**Provided records:**

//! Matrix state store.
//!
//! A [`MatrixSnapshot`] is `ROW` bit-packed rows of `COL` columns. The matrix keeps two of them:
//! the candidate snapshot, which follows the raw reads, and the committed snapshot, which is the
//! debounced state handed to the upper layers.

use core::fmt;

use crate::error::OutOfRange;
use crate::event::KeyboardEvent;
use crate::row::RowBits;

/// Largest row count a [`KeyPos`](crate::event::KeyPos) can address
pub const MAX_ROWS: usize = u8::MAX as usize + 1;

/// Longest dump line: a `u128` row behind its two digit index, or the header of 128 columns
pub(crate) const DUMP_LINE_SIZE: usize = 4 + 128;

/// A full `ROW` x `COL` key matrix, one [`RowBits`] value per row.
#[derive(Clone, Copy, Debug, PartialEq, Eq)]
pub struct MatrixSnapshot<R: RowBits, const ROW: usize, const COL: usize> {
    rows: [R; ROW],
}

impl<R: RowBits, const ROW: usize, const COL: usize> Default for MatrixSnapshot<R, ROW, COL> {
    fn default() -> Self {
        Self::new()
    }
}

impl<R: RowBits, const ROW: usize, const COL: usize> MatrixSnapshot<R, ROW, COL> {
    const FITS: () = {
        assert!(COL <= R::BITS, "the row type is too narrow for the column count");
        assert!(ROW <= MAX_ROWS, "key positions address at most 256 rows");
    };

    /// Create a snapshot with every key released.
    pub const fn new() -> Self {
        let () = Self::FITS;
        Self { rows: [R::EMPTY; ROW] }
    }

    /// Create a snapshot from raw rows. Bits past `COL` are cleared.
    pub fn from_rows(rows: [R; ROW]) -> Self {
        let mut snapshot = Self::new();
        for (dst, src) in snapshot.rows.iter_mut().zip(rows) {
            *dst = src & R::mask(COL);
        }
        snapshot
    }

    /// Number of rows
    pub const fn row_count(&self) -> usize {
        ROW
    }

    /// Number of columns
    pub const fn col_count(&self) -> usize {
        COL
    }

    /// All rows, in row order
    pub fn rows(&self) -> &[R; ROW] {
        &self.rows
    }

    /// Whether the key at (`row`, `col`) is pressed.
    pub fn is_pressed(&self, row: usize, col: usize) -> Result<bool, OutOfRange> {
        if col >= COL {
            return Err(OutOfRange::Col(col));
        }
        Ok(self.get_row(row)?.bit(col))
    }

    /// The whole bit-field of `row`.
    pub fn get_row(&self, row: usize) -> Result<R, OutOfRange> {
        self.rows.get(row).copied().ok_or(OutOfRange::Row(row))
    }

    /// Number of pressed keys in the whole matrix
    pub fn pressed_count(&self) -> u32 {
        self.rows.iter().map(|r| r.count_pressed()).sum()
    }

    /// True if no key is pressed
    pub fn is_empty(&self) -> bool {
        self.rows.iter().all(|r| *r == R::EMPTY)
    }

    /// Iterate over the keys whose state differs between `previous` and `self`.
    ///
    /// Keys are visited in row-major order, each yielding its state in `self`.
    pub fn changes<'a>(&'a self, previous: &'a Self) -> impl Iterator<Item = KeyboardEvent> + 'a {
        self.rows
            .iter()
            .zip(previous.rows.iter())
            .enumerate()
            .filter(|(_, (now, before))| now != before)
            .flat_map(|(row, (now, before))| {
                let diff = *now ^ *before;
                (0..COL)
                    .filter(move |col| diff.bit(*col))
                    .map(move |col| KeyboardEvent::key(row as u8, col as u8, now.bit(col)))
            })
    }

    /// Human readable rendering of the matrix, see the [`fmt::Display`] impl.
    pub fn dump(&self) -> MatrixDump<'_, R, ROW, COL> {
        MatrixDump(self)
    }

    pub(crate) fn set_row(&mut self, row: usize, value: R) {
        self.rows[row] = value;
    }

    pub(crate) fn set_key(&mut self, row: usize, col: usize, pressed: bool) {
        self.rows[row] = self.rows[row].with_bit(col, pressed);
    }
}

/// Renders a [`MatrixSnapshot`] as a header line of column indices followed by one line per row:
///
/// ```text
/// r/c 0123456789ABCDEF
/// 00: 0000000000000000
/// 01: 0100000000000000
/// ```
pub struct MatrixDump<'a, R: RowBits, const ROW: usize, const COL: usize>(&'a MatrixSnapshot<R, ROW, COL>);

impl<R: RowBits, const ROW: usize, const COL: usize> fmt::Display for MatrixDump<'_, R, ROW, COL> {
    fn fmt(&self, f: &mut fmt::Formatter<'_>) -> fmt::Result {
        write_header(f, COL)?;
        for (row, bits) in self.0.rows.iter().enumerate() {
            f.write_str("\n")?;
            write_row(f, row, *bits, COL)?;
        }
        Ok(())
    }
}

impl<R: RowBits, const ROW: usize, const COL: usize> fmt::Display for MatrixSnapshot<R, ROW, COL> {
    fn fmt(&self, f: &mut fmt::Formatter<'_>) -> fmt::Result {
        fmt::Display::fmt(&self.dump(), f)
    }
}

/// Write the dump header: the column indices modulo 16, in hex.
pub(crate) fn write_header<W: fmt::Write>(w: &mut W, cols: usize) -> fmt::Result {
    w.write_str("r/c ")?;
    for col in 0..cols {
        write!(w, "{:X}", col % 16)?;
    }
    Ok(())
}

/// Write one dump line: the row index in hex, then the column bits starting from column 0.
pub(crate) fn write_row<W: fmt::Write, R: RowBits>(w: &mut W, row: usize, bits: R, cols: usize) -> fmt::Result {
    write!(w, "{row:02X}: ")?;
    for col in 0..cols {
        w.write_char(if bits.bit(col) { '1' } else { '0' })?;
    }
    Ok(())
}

**Activity:** Exactly as they appear above, return all of the records.

**Answer section:**
//! Matrix state store.
//!
//! A [`MatrixSnapshot`] is `ROW` bit-packed rows of `COL` columns. The matrix keeps two of them:
//! the candidate snapshot, which follows the raw reads, and the committed snapshot, which is the
//! debounced state handed to the upper layers.

use core::fmt;

use crate::error::OutOfRange;
use crate::event::KeyboardEvent;
use crate::row::RowBits;

/// Largest row count a [`KeyPos`](crate::event::KeyPos) can address
pub const MAX_ROWS: usize = u8::MAX as usize + 1;

/// Longest dump line: a `u128` row behind its two digit index, or the header of 128 columns
pub(crate) const DUMP_LINE_SIZE: usize = 4 + 128;

/// A full `ROW` x `COL` key matrix, one [`RowBits`] value per row.
#[derive(Clone, Copy, Debug, PartialEq, Eq)]
pub struct MatrixSnapshot<R: RowBits, const ROW: usize, const COL: usize> {
    rows: [R; ROW],
}

impl<R: RowBits, const ROW: usize, const COL: usize> Default for MatrixSnapshot<R, ROW, COL> {
    fn default() -> Self {
        Self::new()
    }
}

impl<R: RowBits, const ROW: usize, const COL: usize> MatrixSnapshot<R, ROW, COL> {
    const FITS: () = {
        assert!(COL <= R::BITS, "the row type is too narrow for the column count");
        assert!(ROW <= MAX_ROWS, "key positions address at most 256 rows");
    };

    /// Create a snapshot with every key released.
    pub const fn new() -> Self {
        let () = Self::FITS;
        Self { rows: [R::EMPTY; ROW] }
    }

    /// Create a snapshot from raw rows. Bits past `COL` are cleared.
    pub fn from_rows(rows: [R; ROW]) -> Self {
        let mut snapshot = Self::new();
        for (dst, src) in snapshot.rows.iter_mut().zip(rows) {
            *dst = src & R::mask(COL);
        }
        snapshot
    }

    /// Number of rows
    pub const fn row_count(&self) -> usize {
        ROW
    }

    /// Number of columns
    pub const fn col_count(&self) -> usize {
        COL
    }

    /// All rows, in row order
    pub fn rows(&self) -> &[R; ROW] {
        &self.rows
    }

    /// Whether the key at (`row`, `col`) is pressed.
    pub fn is_pressed(&self, row: usize, col: usize) -> Result<bool, OutOfRange> {
        if col >= COL {
            return Err(OutOfRange::Col(col));
        }
        Ok(self.get_row(row)?.bit(col))
    }

    /// The whole bit-field of `row`.
    pub fn get_row(&self, row: usize) -> Result<R, OutOfRange> {
        self.rows.get(row).copied().ok_or(OutOfRange::Row(row))
    }

    /// Number of pressed keys in the whole matrix
    pub fn pressed_count(&self) -> u32 {
        self.rows.iter().map(|r| r.count_pressed()).sum()
    }

    /// True if no key is pressed
    pub fn is_empty(&self) -> bool {
        self.rows.iter().all(|r| *r == R::EMPTY)
    }

    /// Iterate over the keys whose state differs between `previous` and `self`.
    ///
    /// Keys are visited in row-major order, each yielding its state in `self`.
    pub fn changes<'a>(&'a self, previous: &'a Self) -> impl Iterator<Item = KeyboardEvent> + 'a {
        self.rows
            .iter()
            .zip(previous.rows.iter())
            .enumerate()
            .filter(|(_, (now, before))| now != before)
            .flat_map(|(row, (now, before))| {
                let diff = *now ^ *before;
                (0..COL)
                    .filter(move |col| diff.bit(*col))
                    .map(move |col| KeyboardEvent::key(row as u8, col as u8, now.bit(col)))
            })
    }

    /// Human readable rendering of the matrix, see the [`fmt::Display`] impl.
    pub fn dump(&self) -> MatrixDump<'_, R, ROW, COL> {
        MatrixDump(self)
    }

    pub(crate) fn set_row(&mut self, row: usize, value: R) {
        self.rows[row] = value;
    }

    pub(crate) fn set_key(&mut self, row: usize, col: usize, pressed: bool) {
        self.rows[row] = self.rows[row].with_bit(col, pressed);
    }
}

/// Renders a [`MatrixSnapshot`] as a header line of column indices followed by one line per row:
///
/// ```text
/// r/c 0123456789ABCDEF
/// 00: 0000000000000000
/// 01: 0100000000000000
/// ```
pub struct MatrixDump<'a, R: RowBits, const ROW: usize, const COL: usize>(&'a MatrixSnapshot<R, ROW, COL>);

impl<R: RowBits, const ROW: usize, const COL: usize> fmt::Display for MatrixDump<'_, R, ROW, COL> {
    fn fmt(&self, f: &mut fmt::Formatter<'_>) -> fmt::Result {
        write_header(f, COL)?;
        for (row, bits) in self.0.rows.iter().enumerate() {
            f.write_str("\n")?;
            write_row(f, row, *bits, COL)?;
        }
        Ok(())
    }
}

impl<R: RowBits, const ROW: usize, const COL: usize> fmt::Display for MatrixSnapshot<R, ROW, COL> {
    fn fmt(&self, f: &mut fmt::Formatter<'_>) -> fmt::Result {
        fmt::Display::fmt(&self.dump(), f)
    }
}

/// Write the dump header: the column indices modulo 16, in hex.
pub(crate) fn write_header<W: fmt::Write>(w: &mut W, cols: usize) -> fmt::Result {
    w.write_str("r/c ")?;
    for col in 0..cols {
        write!(w, "{:X}", col % 16)?;
    }
    Ok(())
}

/// Write one dump line: the row index in hex, then the column bits starting from column 0.
pub(crate) fn write_row<W: fmt::Write, R: RowBits>(w: &mut W, row: usize, bits: R, cols: usize) -> fmt::Result {
    write!(w, "{row:02X}: ")?;
    for col in 0..cols {
        w.write_char(if bits.bit(col) { '1' } else { '0' })?;
    }
    Ok(())
}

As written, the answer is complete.